Stored data
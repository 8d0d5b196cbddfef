//! Common test utilities for unified runner tests

use std::sync::Arc;

use serde_json::{json, Value};
use unified_driver::memory::{DeploymentConfig, MemoryDriver};
use unified_runner::{FileReport, Result, RunnerConfig, TestRunner, UnifiedTestFile};

/// A runner over a fresh in-memory deployment, keeping the driver around
/// for inspecting server state.
pub struct Fixture {
    pub driver: Arc<MemoryDriver>,
    pub runner: TestRunner,
}

impl Fixture {
    pub fn new() -> Self {
        Self::with(DeploymentConfig::default(), RunnerConfig::default())
    }

    pub fn with(deployment: DeploymentConfig, mut config: RunnerConfig) -> Self {
        config.log_filter = "unified=debug".to_string();
        let driver = Arc::new(MemoryDriver::new(deployment));
        let runner = TestRunner::new(driver.clone(), config).unwrap();
        Self { driver, runner }
    }

    /// Parse and run a file given as JSON.
    pub fn run(&self, file: Value) -> Result<FileReport> {
        let file = UnifiedTestFile::from_json_str(&file.to_string())?;
        self.runner.run_file(&file)
    }
}

/// The usual client/database/collection entities: `client0` observing
/// command started events, `database0` on `db`, `collection0` on `db.coll`.
pub fn standard_entities() -> Value {
    json!([
        { "client": { "id": "client0", "observeEvents": ["commandStartedEvent"] } },
        { "database": { "id": "database0", "client": "client0", "databaseName": "db" } },
        { "collection": { "id": "collection0", "database": "database0", "collectionName": "coll" } }
    ])
}

/// A schema 1.0 file over [`standard_entities`] with `db.coll` seeded from
/// `documents`.
pub fn file_with(documents: Value, tests: Value) -> Value {
    json!({
        "description": "fixture",
        "schemaVersion": "1.0",
        "createEntities": standard_entities(),
        "initialData": [
            { "collectionName": "coll", "databaseName": "db", "documents": documents }
        ],
        "tests": tests
    })
}

/// Reason of the named test's failure, panicking if it did not fail.
#[allow(dead_code)]
pub fn failure_reason(report: &FileReport, test: &str) -> String {
    match report.outcome(test) {
        Some(unified_runner::TestOutcome::Failed { reason }) => reason.clone(),
        other => panic!("expected {} to fail, got {:?}", test, other),
    }
}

§ **Work to complete**
All lines from the one that contains "given as JSON." to the last line above must be given again exactly, with both included and nothing added.

§ **Answer for the task**
    /// Parse and run a file given as JSON.
    pub fn run(&self, file: Value) -> Result<FileReport> {
        let file = UnifiedTestFile::from_json_str(&file.to_string())?;
        self.runner.run_file(&file)
    }
}

/// The usual client/database/collection entities: `client0` observing
/// command started events, `database0` on `db`, `collection0` on `db.coll`.
pub fn standard_entities() -> Value {
    json!([
        { "client": { "id": "client0", "observeEvents": ["commandStartedEvent"] } },
        { "database": { "id": "database0", "client": "client0", "databaseName": "db" } },
        { "collection": { "id": "collection0", "database": "database0", "collectionName": "coll" } }
    ])
}

/// A schema 1.0 file over [`standard_entities`] with `db.coll` seeded from
/// `documents`.
pub fn file_with(documents: Value, tests: Value) -> Value {
    json!({
        "description": "fixture",
        "schemaVersion": "1.0",
        "createEntities": standard_entities(),
        "initialData": [
            { "collectionName": "coll", "databaseName": "db", "documents": documents }
        ],
        "tests": tests
    })
}

/// Reason of the named test's failure, panicking if it did not fail.
#[allow(dead_code)]
pub fn failure_reason(report: &FileReport, test: &str) -> String {
    match report.outcome(test) {
        Some(unified_runner::TestOutcome::Failed { reason }) => reason.clone(),
        other => panic!("expected {} to fail, got {:?}", test, other),
    }
}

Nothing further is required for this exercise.